## Your task
Give back exactly the stretch of data below from the line holding "pass through untouched." through the line holding "Respondent registration and", both ends included, and leave the remaining lines out.

Saved data entries:
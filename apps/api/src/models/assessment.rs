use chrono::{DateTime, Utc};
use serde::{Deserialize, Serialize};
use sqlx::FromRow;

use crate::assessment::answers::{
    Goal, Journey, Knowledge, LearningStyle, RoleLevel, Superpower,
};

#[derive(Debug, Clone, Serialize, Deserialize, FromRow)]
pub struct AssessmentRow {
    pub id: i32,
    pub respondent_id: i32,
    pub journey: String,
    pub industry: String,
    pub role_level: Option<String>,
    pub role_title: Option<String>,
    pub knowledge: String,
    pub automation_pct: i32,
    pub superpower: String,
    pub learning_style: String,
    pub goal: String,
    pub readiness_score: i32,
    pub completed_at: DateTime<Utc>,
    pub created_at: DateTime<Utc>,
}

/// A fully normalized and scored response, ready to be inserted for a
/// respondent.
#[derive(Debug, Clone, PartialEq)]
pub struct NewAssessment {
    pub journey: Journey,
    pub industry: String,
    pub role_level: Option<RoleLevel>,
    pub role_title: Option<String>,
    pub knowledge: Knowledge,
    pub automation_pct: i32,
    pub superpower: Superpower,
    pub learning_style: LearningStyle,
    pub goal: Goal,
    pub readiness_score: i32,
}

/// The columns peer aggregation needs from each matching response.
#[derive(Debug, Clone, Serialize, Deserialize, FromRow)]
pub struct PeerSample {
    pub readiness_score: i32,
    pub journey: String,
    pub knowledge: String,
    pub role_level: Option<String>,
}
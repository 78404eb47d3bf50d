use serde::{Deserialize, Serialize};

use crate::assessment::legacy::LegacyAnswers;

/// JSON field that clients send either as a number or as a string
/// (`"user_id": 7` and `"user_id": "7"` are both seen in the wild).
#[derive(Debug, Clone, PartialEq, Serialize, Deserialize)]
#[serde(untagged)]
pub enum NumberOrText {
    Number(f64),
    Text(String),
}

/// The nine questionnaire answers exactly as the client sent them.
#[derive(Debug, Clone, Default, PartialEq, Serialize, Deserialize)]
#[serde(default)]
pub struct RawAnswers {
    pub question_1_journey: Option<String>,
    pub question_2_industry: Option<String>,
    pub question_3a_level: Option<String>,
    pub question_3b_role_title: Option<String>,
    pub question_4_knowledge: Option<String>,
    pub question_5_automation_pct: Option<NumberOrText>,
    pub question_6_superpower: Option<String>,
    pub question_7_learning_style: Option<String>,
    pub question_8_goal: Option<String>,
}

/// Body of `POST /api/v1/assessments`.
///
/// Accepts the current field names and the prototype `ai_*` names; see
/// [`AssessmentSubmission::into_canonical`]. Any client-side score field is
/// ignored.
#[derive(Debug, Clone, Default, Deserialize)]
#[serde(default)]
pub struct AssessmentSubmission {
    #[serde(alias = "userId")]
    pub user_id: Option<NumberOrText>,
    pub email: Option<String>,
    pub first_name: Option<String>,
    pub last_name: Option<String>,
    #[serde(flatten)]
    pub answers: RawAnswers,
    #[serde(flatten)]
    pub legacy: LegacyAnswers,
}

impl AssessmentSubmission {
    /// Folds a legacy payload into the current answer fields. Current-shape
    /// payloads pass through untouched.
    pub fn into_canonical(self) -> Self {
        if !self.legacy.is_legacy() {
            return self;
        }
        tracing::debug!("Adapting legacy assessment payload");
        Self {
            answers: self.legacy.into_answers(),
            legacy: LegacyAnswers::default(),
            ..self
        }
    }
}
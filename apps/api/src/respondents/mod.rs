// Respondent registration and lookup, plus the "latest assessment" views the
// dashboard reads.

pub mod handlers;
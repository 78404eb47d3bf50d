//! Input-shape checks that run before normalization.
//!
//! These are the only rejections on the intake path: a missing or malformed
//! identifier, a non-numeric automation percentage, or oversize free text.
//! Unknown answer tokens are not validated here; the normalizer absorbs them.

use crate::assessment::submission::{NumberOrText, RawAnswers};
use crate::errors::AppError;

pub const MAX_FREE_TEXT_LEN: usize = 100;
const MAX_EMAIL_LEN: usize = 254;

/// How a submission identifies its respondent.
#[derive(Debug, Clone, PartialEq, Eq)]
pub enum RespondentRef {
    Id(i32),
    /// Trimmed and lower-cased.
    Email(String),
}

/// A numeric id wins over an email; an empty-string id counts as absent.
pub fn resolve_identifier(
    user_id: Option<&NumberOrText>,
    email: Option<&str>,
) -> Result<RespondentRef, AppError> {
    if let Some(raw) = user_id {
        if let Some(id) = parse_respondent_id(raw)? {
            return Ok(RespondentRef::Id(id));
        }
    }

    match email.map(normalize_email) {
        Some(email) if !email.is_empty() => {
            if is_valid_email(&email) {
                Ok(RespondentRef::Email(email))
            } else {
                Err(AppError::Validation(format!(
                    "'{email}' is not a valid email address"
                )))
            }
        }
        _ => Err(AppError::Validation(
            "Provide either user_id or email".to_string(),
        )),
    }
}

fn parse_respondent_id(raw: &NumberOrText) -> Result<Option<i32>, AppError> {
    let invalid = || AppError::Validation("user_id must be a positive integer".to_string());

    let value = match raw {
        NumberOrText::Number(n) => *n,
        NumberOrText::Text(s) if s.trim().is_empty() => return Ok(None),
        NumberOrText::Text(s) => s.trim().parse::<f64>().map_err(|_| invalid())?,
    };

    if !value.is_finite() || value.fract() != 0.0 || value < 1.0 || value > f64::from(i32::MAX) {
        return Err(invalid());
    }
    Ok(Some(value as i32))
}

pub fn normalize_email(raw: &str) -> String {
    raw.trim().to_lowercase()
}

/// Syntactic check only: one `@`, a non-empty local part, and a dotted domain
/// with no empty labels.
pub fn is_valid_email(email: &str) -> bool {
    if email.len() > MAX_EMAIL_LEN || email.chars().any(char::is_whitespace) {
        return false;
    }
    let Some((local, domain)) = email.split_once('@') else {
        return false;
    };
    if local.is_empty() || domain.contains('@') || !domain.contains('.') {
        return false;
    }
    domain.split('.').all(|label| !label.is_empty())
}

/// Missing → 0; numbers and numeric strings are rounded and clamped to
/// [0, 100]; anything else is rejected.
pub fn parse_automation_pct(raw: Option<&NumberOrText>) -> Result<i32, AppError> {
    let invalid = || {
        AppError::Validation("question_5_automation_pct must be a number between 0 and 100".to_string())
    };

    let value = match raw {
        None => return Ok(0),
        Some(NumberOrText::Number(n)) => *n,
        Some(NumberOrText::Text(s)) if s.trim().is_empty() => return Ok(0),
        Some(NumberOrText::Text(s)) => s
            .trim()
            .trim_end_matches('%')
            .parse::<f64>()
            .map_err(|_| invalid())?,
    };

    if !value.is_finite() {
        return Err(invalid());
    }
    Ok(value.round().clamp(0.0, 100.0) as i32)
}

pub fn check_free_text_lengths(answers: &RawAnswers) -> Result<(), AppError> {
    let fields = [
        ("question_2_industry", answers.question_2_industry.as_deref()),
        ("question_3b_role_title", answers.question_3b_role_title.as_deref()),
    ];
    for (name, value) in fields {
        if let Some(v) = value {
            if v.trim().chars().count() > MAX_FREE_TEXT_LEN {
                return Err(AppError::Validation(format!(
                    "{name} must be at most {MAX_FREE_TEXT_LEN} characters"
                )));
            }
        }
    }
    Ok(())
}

## Response area
    /// payloads pass through untouched.
    pub fn into_canonical(self) -> Self {
        if !self.legacy.is_legacy() {
            return self;
        }
        tracing::debug!("Adapting legacy assessment payload");
        Self {
            answers: self.legacy.into_answers(),
            legacy: LegacyAnswers::default(),
            ..self
        }
    }
}
filename apps/api/src/respondents/mod.rs
// Respondent registration and lookup, plus the "latest assessment" views the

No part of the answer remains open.